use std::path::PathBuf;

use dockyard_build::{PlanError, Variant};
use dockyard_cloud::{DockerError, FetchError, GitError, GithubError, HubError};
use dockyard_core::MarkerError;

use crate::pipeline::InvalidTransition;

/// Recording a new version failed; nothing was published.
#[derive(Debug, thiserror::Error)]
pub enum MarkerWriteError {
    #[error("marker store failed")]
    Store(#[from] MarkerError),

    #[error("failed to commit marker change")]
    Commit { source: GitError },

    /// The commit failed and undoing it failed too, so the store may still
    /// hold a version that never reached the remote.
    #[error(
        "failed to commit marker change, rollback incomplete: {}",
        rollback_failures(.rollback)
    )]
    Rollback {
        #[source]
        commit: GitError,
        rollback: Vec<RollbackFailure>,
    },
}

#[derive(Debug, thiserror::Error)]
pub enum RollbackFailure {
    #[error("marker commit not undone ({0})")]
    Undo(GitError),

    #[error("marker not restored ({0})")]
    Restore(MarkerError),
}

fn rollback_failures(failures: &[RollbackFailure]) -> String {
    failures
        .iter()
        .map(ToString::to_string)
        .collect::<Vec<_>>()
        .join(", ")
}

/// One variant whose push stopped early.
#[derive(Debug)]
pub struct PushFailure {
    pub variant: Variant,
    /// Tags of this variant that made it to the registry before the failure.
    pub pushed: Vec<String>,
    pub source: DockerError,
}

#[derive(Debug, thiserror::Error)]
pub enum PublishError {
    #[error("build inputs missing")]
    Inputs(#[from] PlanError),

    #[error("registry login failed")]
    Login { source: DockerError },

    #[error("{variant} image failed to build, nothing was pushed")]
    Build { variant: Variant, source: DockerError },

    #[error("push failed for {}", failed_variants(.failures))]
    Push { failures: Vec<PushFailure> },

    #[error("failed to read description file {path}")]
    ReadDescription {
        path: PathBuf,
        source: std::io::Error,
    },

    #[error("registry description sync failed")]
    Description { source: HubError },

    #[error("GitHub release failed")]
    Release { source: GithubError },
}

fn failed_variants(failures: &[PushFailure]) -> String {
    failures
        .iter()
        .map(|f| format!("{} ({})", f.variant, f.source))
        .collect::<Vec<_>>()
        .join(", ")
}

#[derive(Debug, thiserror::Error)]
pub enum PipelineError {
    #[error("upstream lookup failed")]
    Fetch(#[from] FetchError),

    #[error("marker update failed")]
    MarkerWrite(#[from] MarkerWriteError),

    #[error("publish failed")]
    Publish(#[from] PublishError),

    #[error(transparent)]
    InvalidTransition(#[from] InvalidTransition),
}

=-=-=

*Work instructions*
Every line in the data above that contains "path" needs to be copied.

*Result of the task*
use std::path::PathBuf;
    #[error("failed to read description file {path}")]
        path: PathBuf,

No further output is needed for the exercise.